Get the query names from the BAM file:
samtools view <input file> | cut -f1 | sort > BAM_headers.txt
Get the query names from your FASTQ file (assuming your read length is 101bp):
awk '$0 ~ /^@/ && length($0) < 101' <fastq_file> | sed 's/^@//' | sort > FASTQ_headers.txt
Use diff to compare the two files.
diff BAM_headers.txt FASTQ_headers.txt
Since all reads in the FASTQ headers file will also be in the BAM headers file, diff should only show query names that are in the FASTQ file that are not in the BAM file.
The output should show something like this:
That's your list of missing read names. You can parse the diff output to get the read names without leading '>' symbols, then use grep to get the actual reads from the FASTQ file if you'd like.

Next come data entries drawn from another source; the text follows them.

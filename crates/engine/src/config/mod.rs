//! Configuration management for discovery.
//! This module handles parsing and validation of the
//! ~/.config/apiscribe/discovery.json configuration file.

mod io;
mod model;
mod validation;

pub use io::{CONFIG_PATH_ENV, default_config_path, load_config, load_config_from_path};
pub use model::{ConfigError, DiscoveryConfig, HttpServerConfig, InfoConfig};
pub use validation::{ValidationError, validate_config, validate_controller_name};
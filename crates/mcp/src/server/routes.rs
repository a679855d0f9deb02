//! Axum routes for the discovery endpoint.

use crate::error::ServerError;
use crate::jsonrpc::{self, JsonRpcError, JsonRpcRequest, JsonRpcResponse};
use apiscribe_engine::DiscoveryService;
use axum::body::Bytes;
use axum::extract::{Request, State};
use axum::http::StatusCode;
use axum::middleware::{self, Next};
use axum::response::{IntoResponse, Response};
use axum::routing::{get, post};
use axum::{Json, Router};
use serde_json::{Value, json};
use std::sync::Arc;
use tracing::debug;

/// MCP protocol revision announced by `initialize`.
pub const PROTOCOL_VERSION: &str = "2025-06-18";

const SERVER_NAME: &str = "apiscribe";

/// Builds the router serving the discovery document under `/mcp`.
pub fn router(service: Arc<DiscoveryService>) -> Router {
    Router::new()
        .route("/mcp", get(document).post(rpc))
        .route("/mcp/tools", get(tools))
        .route("/mcp/invalidate", post(invalidate))
        .layer(middleware::from_fn(log_request))
        .with_state(service)
}

async fn log_request(request: Request, next: Next) -> Response {
    let method = request.method().clone();
    let path = request.uri().path().to_string();
    let response = next.run(request).await;
    debug!(%method, %path, status = response.status().as_u16(), "handled request");
    response
}

/// Runs a discovery call off the async workers; generation is CPU-bound and
/// holds a blocking lock.
async fn run_blocking<T, F>(service: Arc<DiscoveryService>, task: F) -> Result<T, ServerError>
where
    T: Send + 'static,
    F: FnOnce(&DiscoveryService) -> Result<T, ServerError> + Send + 'static,
{
    tokio::task::spawn_blocking(move || task(&service)).await?
}

async fn document(State(service): State<Arc<DiscoveryService>>) -> Result<Json<Value>, ServerError> {
    let value = run_blocking(service, |service| {
        let document = service.generate_document()?;
        Ok(serde_json::to_value(&*document)?)
    })
    .await?;
    Ok(Json(value))
}

async fn tools(State(service): State<Arc<DiscoveryService>>) -> Result<Json<Value>, ServerError> {
    let listing = run_blocking(service, |service| Ok(service.tools_listing()?)).await?;
    Ok(Json(listing))
}

async fn invalidate(State(service): State<Arc<DiscoveryService>>) -> Result<StatusCode, ServerError> {
    run_blocking(service, |service| {
        service.invalidate_cache();
        Ok(())
    })
    .await?;
    Ok(StatusCode::NO_CONTENT)
}

async fn rpc(State(service): State<Arc<DiscoveryService>>, body: Bytes) -> Response {
    let request = match jsonrpc::parse_request(&body) {
        Ok(request) => request,
        Err((id, error)) => return rpc_failure(id, error),
    };
    if request.is_notification() {
        debug!(method = %request.method, "notification acknowledged");
        return StatusCode::ACCEPTED.into_response();
    }

    let id = request.id.clone().unwrap_or(Value::Null);
    match dispatch(service, &request).await {
        Ok(result) => (StatusCode::OK, Json(JsonRpcResponse::success(id, result))).into_response(),
        Err(error) => rpc_failure(id, error),
    }
}

async fn dispatch(service: Arc<DiscoveryService>, request: &JsonRpcRequest) -> Result<Value, JsonRpcError> {
    match request.method.as_str() {
        "initialize" => Ok(initialize_result(&service)),
        "ping" => Ok(json!({})),
        "tools/list" => run_blocking(service, |service| Ok(service.tools_listing()?))
            .await
            .map_err(|error| JsonRpcError::Internal(error.to_string())),
        other => Err(JsonRpcError::MethodNotFound(other.to_string())),
    }
}

fn initialize_result(service: &DiscoveryService) -> Value {
    let info = &service.options().info;
    let mut result = json!({
        "protocolVersion": PROTOCOL_VERSION,
        "capabilities": { "tools": { "listChanged": false } },
        "serverInfo": {
            "name": info.title.as_deref().unwrap_or(SERVER_NAME),
            "version": env!("CARGO_PKG_VERSION"),
        },
    });
    if let Some(description) = &info.description {
        result["instructions"] = Value::from(description.as_str());
    }
    result
}

fn rpc_failure(id: Value, error: JsonRpcError) -> Response {
    debug!(code = error.code(), %error, "json-rpc request failed");
    let status = match error {
        JsonRpcError::Internal(_) => StatusCode::OK,
        _ => StatusCode::BAD_REQUEST,
    };
    (status, Json(JsonRpcResponse::failure(id, &error))).into_response()
}
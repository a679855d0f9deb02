//! Minimal JSON-RPC 2.0 envelope used by the MCP endpoint.

use serde::{Deserialize, Serialize};
use serde_json::Value;
use thiserror::Error;

pub const JSONRPC_VERSION: &str = "2.0";

pub const PARSE_ERROR: i64 = -32700;
pub const INVALID_REQUEST: i64 = -32600;
pub const METHOD_NOT_FOUND: i64 = -32601;
pub const INTERNAL_ERROR: i64 = -32603;

/// Incoming JSON-RPC request payload.
#[derive(Debug, Clone, PartialEq, Deserialize)]
pub struct JsonRpcRequest {
    pub jsonrpc: String,
    /// Absent for notifications.
    #[serde(default)]
    pub id: Option<Value>,
    pub method: String,
    #[serde(default)]
    pub params: Option<Value>,
}

impl JsonRpcRequest {
    /// Notifications carry no id and expect no response body.
    pub fn is_notification(&self) -> bool {
        self.id.is_none()
    }
}

/// JSON-RPC response envelope.
#[derive(Debug, Clone, PartialEq, Serialize)]
pub struct JsonRpcResponse {
    pub jsonrpc: &'static str,
    pub id: Value,
    #[serde(skip_serializing_if = "Option::is_none")]
    pub result: Option<Value>,
    #[serde(skip_serializing_if = "Option::is_none")]
    pub error: Option<JsonRpcErrorObject>,
}

impl JsonRpcResponse {
    pub fn success(id: Value, result: Value) -> Self {
        Self {
            jsonrpc: JSONRPC_VERSION,
            id,
            result: Some(result),
            error: None,
        }
    }

    pub fn failure(id: Value, error: &JsonRpcError) -> Self {
        Self {
            jsonrpc: JSONRPC_VERSION,
            id,
            result: None,
            error: Some(JsonRpcErrorObject {
                code: error.code(),
                message: error.to_string(),
            }),
        }
    }
}

/// Wire form of a JSON-RPC error.
#[derive(Debug, Clone, PartialEq, Serialize)]
pub struct JsonRpcErrorObject {
    pub code: i64,
    pub message: String,
}

/// Failures reported through the JSON-RPC error channel.
#[derive(Debug, Clone, PartialEq, Eq, Error)]
pub enum JsonRpcError {
    #[error("parse error: {0}")]
    Parse(String),

    #[error("invalid request: {0}")]
    InvalidRequest(String),

    #[error("method not found: {0}")]
    MethodNotFound(String),

    #[error("internal error: {0}")]
    Internal(String),
}

impl JsonRpcError {
    pub fn code(&self) -> i64 {
        match self {
            JsonRpcError::Parse(_) => PARSE_ERROR,
            JsonRpcError::InvalidRequest(_) => INVALID_REQUEST,
            JsonRpcError::MethodNotFound(_) => METHOD_NOT_FOUND,
            JsonRpcError::Internal(_) => INTERNAL_ERROR,
        }
    }
}

/// Parses a request body, separating malformed JSON from malformed envelopes.
///
/// On failure the returned id is the request's id when one could be read.
pub fn parse_request(bytes: &[u8]) -> Result<JsonRpcRequest, (Value, JsonRpcError)> {
    let value: Value =
        serde_json::from_slice(bytes).map_err(|error| (Value::Null, JsonRpcError::Parse(error.to_string())))?;
    let id = value.get("id").cloned().unwrap_or(Value::Null);
    let request: JsonRpcRequest = serde_json::from_value(value)
        .map_err(|error| (id.clone(), JsonRpcError::InvalidRequest(error.to_string())))?;
    if request.jsonrpc != JSONRPC_VERSION {
        return Err((
            id,
            JsonRpcError::InvalidRequest(format!("unsupported jsonrpc version '{}'", request.jsonrpc)),
        ));
    }
    Ok(request)
}

#[cfg(test)]
mod tests {
    use super::*;
    use serde_json::json;

    #[test]
    fn malformed_json_is_a_parse_error() {
        let (id, error) = parse_request(b"{not json").expect_err("parse error");
        assert_eq!(id, Value::Null);
        assert_eq!(error.code(), PARSE_ERROR);
    }

    #[test]
    fn missing_method_is_an_invalid_request() {
        let (id, error) = parse_request(br#"{"jsonrpc":"2.0","id":7}"#).expect_err("invalid request");
        assert_eq!(id, json!(7));
        assert_eq!(error.code(), INVALID_REQUEST);
    }

    #[test]
    fn wrong_version_is_an_invalid_request() {
        let (_, error) = parse_request(br#"{"jsonrpc":"1.0","id":1,"method":"ping"}"#).expect_err("invalid version");
        assert!(matches!(error, JsonRpcError::InvalidRequest(message) if message.contains("1.0")));
    }

    #[test]
    fn notification_has_no_id() {
        let request =
            parse_request(br#"{"jsonrpc":"2.0","method":"notifications/initialized"}"#).expect("parse notification");
        assert!(request.is_notification());
    }

    #[test]
    fn failure_serializes_without_result() {
        let response = JsonRpcResponse::failure(json!(3), &JsonRpcError::MethodNotFound("tools/call".to_string()));
        assert_eq!(
            serde_json::to_value(response).expect("serialize response"),
            json!({
                "jsonrpc": "2.0",
                "id": 3,
                "error": { "code": -32601, "message": "method not found: tools/call" }
            })
        );
    }
}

If you want to use this approach and need help figuring out the last two parts, let me know.
Every BAM file I've seen contains all reads, including unmapped ones. Are you sure that unmapped reads aren't present in your BAM file? Or am I misundersatnding
I've mainly used BWA, so that's been my experience. I just checked bowtie, and if you run it as /path/to/bowtie --sam <genome> <input_file>, all reads are still reported, including unmapped reads (FLAG is 4, RNAME is *, POS and MAPQ are 0)
bwa definately included unmapped reads, I'm not sure bowtie does by default.
These BAMs are produced by Tophat. My understanding is that Tophat only reports aligned reads from FASTQ, isn't that right?
I've never used TopHat, but a quick peek online makes it look like they only report mapped reads. First time I've seen that...
TopHat only puts in the mapped reads - it'll put them in multiple times if they map to many locations as well - so you may need to pipe column 1 into sort/uniq UNIX pipes to get unique mapped read names.